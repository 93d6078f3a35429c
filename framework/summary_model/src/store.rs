use crate::series::{MetricSeries, SeriesMap};
use parking_lot::Mutex;
use std::collections::HashMap;
use std::io::{BufReader, BufWriter, Write};
use std::path::{Path, PathBuf};

#[derive(Debug, thiserror::Error)]
pub enum StoreError {
    #[error("IO error: {0}")]
    Io(#[from] std::io::Error),
    #[error("Snapshot {path} is not valid: {source}")]
    Serde {
        path: PathBuf,
        source: serde_json::Error,
    },
    #[error("Failed to replace snapshot: {0}")]
    Persist(#[from] tempfile::PersistError),
}

/// Where snapshots live. One snapshot per dataset size label.
pub trait SnapshotStore {
    /// Load the snapshot for `label`. A label that has never been saved loads as empty.
    fn load(&self, label: &str) -> Result<SeriesMap, StoreError>;

    /// Replace the snapshot for `label` with `series`.
    fn save(&self, label: &str, series: &SeriesMap) -> Result<(), StoreError>;
}

impl<S: SnapshotStore + ?Sized> SnapshotStore for &S {
    fn load(&self, label: &str) -> Result<SeriesMap, StoreError> {
        (**self).load(label)
    }

    fn save(&self, label: &str, series: &SeriesMap) -> Result<(), StoreError> {
        (**self).save(label, series)
    }
}

/// Snapshots as `response_times_<label>.json` files in a results directory.
#[derive(Debug, Clone)]
pub struct FileSnapshotStore {
    dir: PathBuf,
}

impl FileSnapshotStore {
    pub fn new(dir: impl Into<PathBuf>) -> Self {
        Self { dir: dir.into() }
    }

    pub fn dir(&self) -> &Path {
        &self.dir
    }

    pub fn path_for(&self, label: &str) -> PathBuf {
        self.dir.join(format!("response_times_{label}.json"))
    }
}

impl SnapshotStore for FileSnapshotStore {
    fn load(&self, label: &str) -> Result<SeriesMap, StoreError> {
        let path = self.path_for(label);
        let file = match std::fs::File::open(&path) {
            Ok(file) => file,
            Err(e) if e.kind() == std::io::ErrorKind::NotFound => {
                log::debug!("No snapshot at {}, starting empty", path.display());
                return Ok(SeriesMap::new());
            }
            Err(e) => return Err(e.into()),
        };

        serde_json::from_reader(BufReader::new(file))
            .map_err(|source| StoreError::Serde { path, source })
    }

    /// The snapshot is written to a temporary file next to the target and renamed over it, so a
    /// failed save leaves the previous snapshot intact.
    fn save(&self, label: &str, series: &SeriesMap) -> Result<(), StoreError> {
        std::fs::create_dir_all(&self.dir)?;
        let path = self.path_for(label);

        let mut temp = tempfile::NamedTempFile::new_in(&self.dir)?;
        {
            let mut writer = BufWriter::new(temp.as_file_mut());
            serde_json::to_writer_pretty(&mut writer, series).map_err(|source| {
                StoreError::Serde {
                    path: path.clone(),
                    source,
                }
            })?;
            writer.flush()?;
        }
        temp.persist(&path)?;

        log::debug!("Saved {} series to {}", series.len(), path.display());
        Ok(())
    }
}

/// Snapshots held in memory, for tests and dry runs.
#[derive(Debug, Default)]
pub struct InMemorySnapshotStore {
    snapshots: Mutex<HashMap<String, SeriesMap>>,
}

impl InMemorySnapshotStore {
    pub fn new() -> Self {
        Self::default()
    }

    pub fn with_snapshot(self, label: &str, series: SeriesMap) -> Self {
        self.snapshots.lock().insert(label.to_string(), series);
        self
    }

    pub fn snapshot(&self, label: &str) -> Option<SeriesMap> {
        self.snapshots.lock().get(label).cloned()
    }
}

impl SnapshotStore for InMemorySnapshotStore {
    fn load(&self, label: &str) -> Result<SeriesMap, StoreError> {
        Ok(self.snapshot(label).unwrap_or_default())
    }

    fn save(&self, label: &str, series: &SeriesMap) -> Result<(), StoreError> {
        self.snapshots
            .lock()
            .insert(label.to_string(), series.clone());
        Ok(())
    }
}

/// Overlay the series touched by a run onto a previously saved snapshot.
///
/// Touched keys replace the saved ones entirely; keys the run did not touch are kept unchanged.
pub fn merge_snapshot(mut existing: SeriesMap, touched: SeriesMap) -> SeriesMap {
    existing.extend(touched);
    existing
}

/// The result store for one dataset size label over the course of a run.
///
/// The saved snapshot is loaded when the store is opened so that a corrupt snapshot is reported
/// before any requests are made. Nothing is written until [ResultStore::persist].
pub struct ResultStore<S: SnapshotStore> {
    store: S,
    label: String,
    existing: SeriesMap,
    touched: SeriesMap,
}

impl<S: SnapshotStore> ResultStore<S> {
    pub fn open(store: S, label: &str) -> Result<Self, StoreError> {
        let existing = store.load(label)?;
        log::info!(
            "Loaded {} existing series for dataset size {label}",
            existing.len()
        );

        Ok(Self {
            store,
            label: label.to_string(),
            existing,
            touched: SeriesMap::new(),
        })
    }

    /// Replace the scenario's series for this run. An empty series still replaces the saved one.
    pub fn record_series(&mut self, scenario: &str, series: MetricSeries) {
        self.touched.insert(scenario.to_string(), series);
    }

    /// Merge the touched series into the loaded snapshot and save the result in one write.
    pub fn persist(self) -> Result<SeriesMap, StoreError> {
        let touched_count = self.touched.len();
        let merged = merge_snapshot(self.existing, self.touched);
        self.store.save(&self.label, &merged)?;
        log::info!(
            "Persisted {} series ({} from this run) for dataset size {}",
            merged.len(),
            touched_count,
            self.label
        );
        Ok(merged)
    }
}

################

_Problem_: Using the material above, filter for lines holding "derive" and copy each one.

_Task result_:
#[derive(Debug, thiserror::Error)]
#[derive(Debug, Clone)]
#[derive(Debug, Default)]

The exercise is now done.